TASK TO CARRY OUT => Report every line below that carries the word "request".

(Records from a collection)
--- --- ---

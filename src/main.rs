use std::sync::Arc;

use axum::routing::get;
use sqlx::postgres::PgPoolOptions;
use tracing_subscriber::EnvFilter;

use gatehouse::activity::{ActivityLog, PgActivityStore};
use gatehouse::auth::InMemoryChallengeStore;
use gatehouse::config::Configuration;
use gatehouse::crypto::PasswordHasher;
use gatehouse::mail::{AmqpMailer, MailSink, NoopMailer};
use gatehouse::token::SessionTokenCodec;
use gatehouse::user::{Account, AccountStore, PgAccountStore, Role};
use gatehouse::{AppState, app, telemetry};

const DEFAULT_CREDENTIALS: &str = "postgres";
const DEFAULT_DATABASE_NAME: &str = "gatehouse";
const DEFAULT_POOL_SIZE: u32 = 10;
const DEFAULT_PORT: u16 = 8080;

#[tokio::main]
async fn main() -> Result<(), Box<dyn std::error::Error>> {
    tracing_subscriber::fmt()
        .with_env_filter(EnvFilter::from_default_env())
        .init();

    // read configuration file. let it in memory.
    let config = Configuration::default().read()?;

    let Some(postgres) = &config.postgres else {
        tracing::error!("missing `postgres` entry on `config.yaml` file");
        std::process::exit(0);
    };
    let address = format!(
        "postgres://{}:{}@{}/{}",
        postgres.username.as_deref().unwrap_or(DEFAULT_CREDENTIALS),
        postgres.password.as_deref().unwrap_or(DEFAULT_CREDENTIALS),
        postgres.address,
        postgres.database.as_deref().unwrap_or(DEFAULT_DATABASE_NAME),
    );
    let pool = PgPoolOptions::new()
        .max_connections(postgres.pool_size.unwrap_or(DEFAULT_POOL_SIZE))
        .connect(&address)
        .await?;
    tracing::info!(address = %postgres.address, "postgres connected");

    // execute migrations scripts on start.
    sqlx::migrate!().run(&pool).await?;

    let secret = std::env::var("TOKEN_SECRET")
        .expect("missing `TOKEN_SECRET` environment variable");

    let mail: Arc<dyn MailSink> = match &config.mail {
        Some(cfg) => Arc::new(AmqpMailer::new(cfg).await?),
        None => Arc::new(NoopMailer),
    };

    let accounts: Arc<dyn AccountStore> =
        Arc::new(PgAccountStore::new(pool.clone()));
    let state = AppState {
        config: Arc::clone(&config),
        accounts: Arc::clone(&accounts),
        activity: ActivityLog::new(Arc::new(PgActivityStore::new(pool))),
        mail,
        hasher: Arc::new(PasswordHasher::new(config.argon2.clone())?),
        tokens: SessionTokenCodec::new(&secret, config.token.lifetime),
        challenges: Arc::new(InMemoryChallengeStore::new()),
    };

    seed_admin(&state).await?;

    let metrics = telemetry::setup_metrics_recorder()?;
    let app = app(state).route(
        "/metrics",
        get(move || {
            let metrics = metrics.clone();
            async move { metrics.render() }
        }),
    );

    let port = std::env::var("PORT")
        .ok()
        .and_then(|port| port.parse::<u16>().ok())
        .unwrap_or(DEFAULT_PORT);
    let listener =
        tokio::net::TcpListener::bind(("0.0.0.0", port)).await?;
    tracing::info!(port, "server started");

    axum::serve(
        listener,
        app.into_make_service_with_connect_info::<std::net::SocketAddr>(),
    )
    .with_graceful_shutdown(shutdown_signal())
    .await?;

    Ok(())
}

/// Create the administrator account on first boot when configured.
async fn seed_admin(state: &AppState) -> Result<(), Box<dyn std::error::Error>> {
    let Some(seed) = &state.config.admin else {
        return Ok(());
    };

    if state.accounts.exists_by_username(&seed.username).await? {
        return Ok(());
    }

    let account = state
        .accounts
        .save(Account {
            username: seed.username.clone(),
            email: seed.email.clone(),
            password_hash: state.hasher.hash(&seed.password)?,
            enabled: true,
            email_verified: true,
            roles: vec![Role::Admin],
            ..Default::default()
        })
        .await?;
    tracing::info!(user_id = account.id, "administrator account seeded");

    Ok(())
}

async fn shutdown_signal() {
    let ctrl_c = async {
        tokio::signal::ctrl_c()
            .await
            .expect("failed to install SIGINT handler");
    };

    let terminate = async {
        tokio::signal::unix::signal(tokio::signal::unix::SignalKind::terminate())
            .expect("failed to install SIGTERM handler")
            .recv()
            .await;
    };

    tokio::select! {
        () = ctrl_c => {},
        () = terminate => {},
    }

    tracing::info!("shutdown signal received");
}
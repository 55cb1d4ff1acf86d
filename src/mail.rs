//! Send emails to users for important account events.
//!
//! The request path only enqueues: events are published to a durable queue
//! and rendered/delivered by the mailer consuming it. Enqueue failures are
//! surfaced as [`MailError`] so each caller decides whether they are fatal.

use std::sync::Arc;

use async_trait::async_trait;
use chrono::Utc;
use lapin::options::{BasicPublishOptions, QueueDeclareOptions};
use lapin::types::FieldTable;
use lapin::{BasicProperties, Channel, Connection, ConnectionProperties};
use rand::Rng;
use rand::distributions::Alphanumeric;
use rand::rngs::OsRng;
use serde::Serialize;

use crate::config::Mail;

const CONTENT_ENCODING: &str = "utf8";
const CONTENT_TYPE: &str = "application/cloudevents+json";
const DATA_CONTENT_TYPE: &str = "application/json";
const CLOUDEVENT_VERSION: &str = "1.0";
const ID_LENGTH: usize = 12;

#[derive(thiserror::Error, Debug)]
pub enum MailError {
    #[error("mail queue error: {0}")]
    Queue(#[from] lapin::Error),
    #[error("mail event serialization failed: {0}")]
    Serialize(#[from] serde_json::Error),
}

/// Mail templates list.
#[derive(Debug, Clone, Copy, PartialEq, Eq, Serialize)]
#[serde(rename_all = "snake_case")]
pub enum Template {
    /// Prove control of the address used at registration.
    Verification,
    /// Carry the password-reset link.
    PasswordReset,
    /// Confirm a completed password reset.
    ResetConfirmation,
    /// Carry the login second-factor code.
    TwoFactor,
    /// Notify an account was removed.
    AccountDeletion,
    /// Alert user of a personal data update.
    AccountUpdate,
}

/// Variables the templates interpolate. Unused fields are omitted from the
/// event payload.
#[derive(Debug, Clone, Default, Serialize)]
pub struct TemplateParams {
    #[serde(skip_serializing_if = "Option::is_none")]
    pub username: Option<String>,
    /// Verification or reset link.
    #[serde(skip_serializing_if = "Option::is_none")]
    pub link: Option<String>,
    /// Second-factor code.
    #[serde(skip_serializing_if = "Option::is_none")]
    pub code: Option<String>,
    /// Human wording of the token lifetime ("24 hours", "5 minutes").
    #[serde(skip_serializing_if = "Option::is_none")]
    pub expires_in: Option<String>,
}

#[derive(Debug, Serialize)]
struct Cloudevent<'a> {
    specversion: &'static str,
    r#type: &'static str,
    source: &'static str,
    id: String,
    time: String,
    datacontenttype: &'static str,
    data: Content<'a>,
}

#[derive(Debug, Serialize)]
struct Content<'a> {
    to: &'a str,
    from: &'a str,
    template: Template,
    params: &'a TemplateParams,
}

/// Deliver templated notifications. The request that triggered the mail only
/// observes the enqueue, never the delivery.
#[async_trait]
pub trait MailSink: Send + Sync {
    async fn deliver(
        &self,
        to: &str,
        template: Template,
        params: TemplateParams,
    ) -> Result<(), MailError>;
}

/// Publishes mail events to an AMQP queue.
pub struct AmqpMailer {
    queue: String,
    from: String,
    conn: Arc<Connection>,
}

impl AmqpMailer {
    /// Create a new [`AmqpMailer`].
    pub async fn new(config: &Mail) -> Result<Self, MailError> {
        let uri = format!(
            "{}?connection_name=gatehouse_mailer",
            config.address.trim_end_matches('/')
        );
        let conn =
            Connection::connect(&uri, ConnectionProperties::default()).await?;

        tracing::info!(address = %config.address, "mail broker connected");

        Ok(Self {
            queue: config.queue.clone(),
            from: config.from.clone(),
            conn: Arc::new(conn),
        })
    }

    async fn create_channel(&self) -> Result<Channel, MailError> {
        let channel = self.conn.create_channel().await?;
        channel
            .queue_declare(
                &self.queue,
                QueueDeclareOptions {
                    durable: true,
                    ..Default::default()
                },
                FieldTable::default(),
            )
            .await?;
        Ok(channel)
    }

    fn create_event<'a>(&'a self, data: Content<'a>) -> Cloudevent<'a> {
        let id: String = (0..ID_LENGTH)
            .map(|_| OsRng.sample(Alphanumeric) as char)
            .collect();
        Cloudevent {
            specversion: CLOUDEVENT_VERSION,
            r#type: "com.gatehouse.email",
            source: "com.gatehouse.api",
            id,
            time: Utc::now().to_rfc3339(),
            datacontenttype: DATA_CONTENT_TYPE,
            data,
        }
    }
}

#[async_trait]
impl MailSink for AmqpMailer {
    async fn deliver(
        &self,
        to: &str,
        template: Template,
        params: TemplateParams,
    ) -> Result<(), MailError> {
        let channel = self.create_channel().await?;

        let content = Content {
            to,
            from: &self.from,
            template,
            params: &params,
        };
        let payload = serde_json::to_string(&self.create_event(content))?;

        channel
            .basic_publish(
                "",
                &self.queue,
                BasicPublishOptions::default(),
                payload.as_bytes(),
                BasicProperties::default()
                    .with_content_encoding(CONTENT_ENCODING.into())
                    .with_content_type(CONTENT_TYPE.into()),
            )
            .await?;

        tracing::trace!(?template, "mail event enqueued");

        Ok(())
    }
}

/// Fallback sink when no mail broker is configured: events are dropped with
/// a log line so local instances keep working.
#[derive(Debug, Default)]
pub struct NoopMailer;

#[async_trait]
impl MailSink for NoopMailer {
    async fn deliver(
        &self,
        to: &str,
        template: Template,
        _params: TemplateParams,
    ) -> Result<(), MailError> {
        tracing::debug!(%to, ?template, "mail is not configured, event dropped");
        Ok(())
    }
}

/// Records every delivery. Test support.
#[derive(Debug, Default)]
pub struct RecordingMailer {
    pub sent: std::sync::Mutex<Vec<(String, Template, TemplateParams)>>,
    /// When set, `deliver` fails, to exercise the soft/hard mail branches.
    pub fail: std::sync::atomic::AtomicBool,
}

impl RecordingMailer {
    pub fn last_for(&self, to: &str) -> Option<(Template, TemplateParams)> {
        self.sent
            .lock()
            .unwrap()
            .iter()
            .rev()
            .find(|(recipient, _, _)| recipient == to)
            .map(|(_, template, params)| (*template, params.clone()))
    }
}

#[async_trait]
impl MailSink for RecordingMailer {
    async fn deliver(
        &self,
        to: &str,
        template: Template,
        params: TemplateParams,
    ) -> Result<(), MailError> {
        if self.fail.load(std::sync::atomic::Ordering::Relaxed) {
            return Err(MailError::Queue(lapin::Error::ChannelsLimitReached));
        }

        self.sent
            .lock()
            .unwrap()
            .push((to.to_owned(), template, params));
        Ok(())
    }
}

--- --- ---

REPLY TO THE EXERCISE =>
//! The request path only enqueues: events are published to a durable queue
/// Deliver templated notifications. The request that triggered the mail only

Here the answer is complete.